There’s a nice balance of world-building too. We learn bits and pieces about how they live, enough to satisfy our curiosity and put things in perspective but without ever feeling like exposition. It’s a simple, solid actor-driven piece with a nice balance of dark tone without hopelessness.

Second is The Watchmaker, a storytelling piece with an enigmatic narrator played by Benny Marama. It’s the tale of a watchmaker with a gambling problem and his efforts to escape his trouble which lead to things getting worse. There’s a nice noir tone to the tale and Marama is engaging as a storyteller. He can be charmingly humorous one moment and darkly menacing the next, holding the audience with his stage presence, though occasionally slipping slightly during a few blocking transitions.
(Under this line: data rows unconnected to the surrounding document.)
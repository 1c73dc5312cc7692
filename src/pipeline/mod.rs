//! Triage pipeline.
//!
//! Every fetched message flows through:
//! 1. `InboxProvider::fetch_unprocessed()`: mailbox I/O
//! 2. `Classifier::classify()`: LLM verdict, or heuristics when no LLM is configured
//! 3. `BatchPolicy`: confident verdicts are offered for one-step auto-apply
//! 4. Everything else waits for the operator in the decision loop
//!
//! **Nothing touches the mailbox without an operator decision or approval.**

pub mod bulk;
pub mod classifier;
pub mod learning;
pub mod policy;
pub mod rules;
pub mod types;

pub use bulk::{find_bulk_candidates, normalize_subject};
pub use classifier::LlmClassifier;
pub use policy::{AutoApplySummary, AutoApprover, BatchPolicy};
pub use rules::HeuristicClassifier;
pub use types::{
    BatchContext, Classification, Classifier, Decision, DecisionSource, Disposition,
    InboxProvider, Label, Message,
};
There are some nice moments of prop use too which augment moments in the story but not enough to stop it tangling. Despite Marama’s storytelling skills he cannot quite hold the convoluted tale together. It starts out promising but there are quickly too many characters, unresolved plot elements and ambiguities for it to reach a satisfying conclusion. It seems like a story that needs some solid pruning and tightening up for it to fit in the Roald Dahl-esque twisting tale genre the tone of the piece seems to seek.

The two plays offers promising work from Remote Fiction if refined in the future and are enjoyable in their own right.